Edit -> Format -> action output behavior input Edit -> Metacode -> Q50:9 Edit -> Query -> 0.4 Model -> Predict Model -> Analysis

The inverse model suggests action 0.25. This selection can be seen by looking at fig. 28b. To ask Vizier for a prediction only, use the Predict command. The analysis command provides gradients, noise estimates, and confidence intervals as well. We'll come back to the information from the analysis command shortly. Now, use the forward model to predict what behavior will result from this action.

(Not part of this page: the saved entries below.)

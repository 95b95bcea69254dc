//! CLI command implementations.
//!
//! Each command implements the [`Command`] trait, which provides a uniform
//! interface for executing commands and reporting results.
//!
//! # Architecture
//!
//! Commands are dispatched via [`CommandDispatcher`], which routes CLI
//! subcommands to their implementations. Every command except
//! `completions` loads configuration through the shared [`CommandContext`].

pub mod check;
pub mod completions;
pub mod debug_libs;
pub mod dispatcher;
pub mod install;
pub mod status;

pub use dispatcher::{Command, CommandContext, CommandDispatcher, CommandResult};
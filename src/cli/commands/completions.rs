//! Shell completions generation.
//!
//! The `sdk-bootstrap completions` command generates shell completion scripts.

use crate::cli::args::{Cli, CompletionsArgs};
use crate::ui::UserInterface;
use clap::CommandFactory;

use super::dispatcher::{Command, CommandResult};

/// Name completions are registered under.
const BIN_NAME: &str = "sdk-bootstrap";

/// The completions command implementation.
pub struct CompletionsCommand {
    args: CompletionsArgs,
}

impl CompletionsCommand {
    /// Create a new completions command.
    pub fn new(args: CompletionsArgs) -> Self {
        Self { args }
    }

    fn write_to(&self, out: &mut dyn std::io::Write) {
        let mut cmd = Cli::command();
        clap_complete::generate(self.args.shell, &mut cmd, BIN_NAME, out);
    }
}

impl Command for CompletionsCommand {
    fn execute(&self, _ui: &mut dyn UserInterface) -> crate::error::Result<CommandResult> {
        self.write_to(&mut std::io::stdout());
        Ok(CommandResult::success())
    }
}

Edit -> Format -> action input behavior output Edit -> Metacode -> Q50:9 Edit -> Query -> 0.25 Model -> Predict

The forward model predicts a resulting behavior of 0.82, as can be seen in fig. 28a. This is far from the intended behavior of 0.4. In fact, the problem is even worse than this. It is common for a model to have some inaccuracies. Because of that, it is often a good idea to make a closed loop controller that looks at derivatives and adjusts its controls to hone in on the desired behavior. If we wanted to use the inverse model for this purpose, we could look at the derivatives it gives us. Go back to the results of the analysis command on the inverse model (or look at the slope of the curve in fig. 28b). It says the derivative of the action with respect to the behavior is -1.62. We know that the behavior we got from the forward model was higher than what we wanted and thus we would like to lower it. The negative derivative given to us by the inverse model says that if we want to decrease the behavior value, we should increase the action value. So a closed loop controller might increase the action from 0.25 to 0.3. Now check the forward model to see what it predicts for action 0.3. It predicts 0.88, which is even further from the behavior we wanted! You can run the analysis command on the forward model to see that the predicted derivative between actions and behaviors is positive, which confirms the problem. So we see that not only is the inverse model inaccurate, but attempts to put it in a closed loop controller could make things even worse.

The problem is further illustrated by considering fig. 28c. It shows what the correct inverse function would be if you could exactly swap the axes and mirror the forward function appropriately. That graph was not produced by Vizier since the curve in it is not a function. It has more than one output for some of the inputs.